The old adage is, if you can do something other than neurosurgery, do it. If knowing cranial and spine surgery isn't a priority for you, go the radiology route.
Reply
#3
Neurosurgery route every day of the week. You’ll be a dual trained surgeon, which is a huge asset when it comes to job searches, because you are able to able to take both endovascular call and general call. There’s also a huge difference in attitudes and philosophy between the two clinicians. Personally, I find endovascular neurosurgeons to be bolder and more decisive. We have both at my institution, but quite frankly the IR-trained guys are viewed with contempt by their peers, as they are more skittish, often turn down cases and defer to their neurosurgical colleagues, and frequently chicken out during interventions and ask the endovascular neurosurgeons for help.
Reply
#4
Yeah I agree with the sentiment above. Do neurosurgery if you think you’d like doing open vascular, skull base, tumor or spine on the side of endovascular. If you’d rather read neurorads cases or do IVC filters on the side then do IR. Neurosurgery residency will be manyfold harder than IR residency so that’s a consideration.

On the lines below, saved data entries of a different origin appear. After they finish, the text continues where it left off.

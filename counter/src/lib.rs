//! Visibility-triggered counter animation for numeric page statistics.
//!
//! This crate owns the logic behind the "stat number" counters: parsing the
//! target value and suffix from markup, deciding when an element has become
//! visible enough to start, and producing the eased text for every frame until
//! the counter settles on its exact target. It has no browser dependency; the
//! host (the `client` crate) supplies a [`animator::RenderSink`], a
//! [`animator::VisibilityProvider`] and a [`clock::Clock`], then feeds
//! intersection reports and frame timestamps into the animator.
//!
//! ## Module layout
//!
//! | Module | Role |
//! |--------|------|
//! | [`animator`] | The per-element state machine and frame loop |
//! | [`countable`] | Countable element model: target, suffix, state |
//! | [`ease`] | Progress and quartic ease-out curve |
//! | [`format`] | Display text for in-flight and settled values |
//! | [`config`] | Tunables (duration, threshold, invalid-target policy) |
//! | [`clock`] | Monotonic clock abstraction and a manual test clock |
//! | [`error`] | Error type shared by the crate |
//! | [`consts`] | Default numeric constants |

pub mod animator;
pub mod clock;
pub mod config;
pub mod consts;
pub mod countable;
pub mod ease;
pub mod error;
pub mod format;

pub use animator::{CounterAnimator, ElementId, FrameRequest, RenderSink, VisibilityOutcome, VisibilityProvider};
pub use clock::{Clock, ManualClock};
pub use config::{CounterConfig, InvalidTargetPolicy};
pub use countable::{Countable, CounterState};
pub use error::CounterError;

The NIR people I’ve come across are excellent at endovascular so I can’t speak to the personality types and turf wars there are at other institutions.
Reply
#5
FYI, DR, not IR, is the main rads pathway into neuroendovascular. There are some people trained in both body IR and neuro, and you may get some neuro exposure through body IR, but it is not a typical pathway into INR fellowship. Someone coming from an integrated IR program would almost definitely need to do a neuroradiology fellowship, like DRs do, before an INR fellowship. I would suggest speaking with your programs IR / INR faculty about this since some institutions do different things.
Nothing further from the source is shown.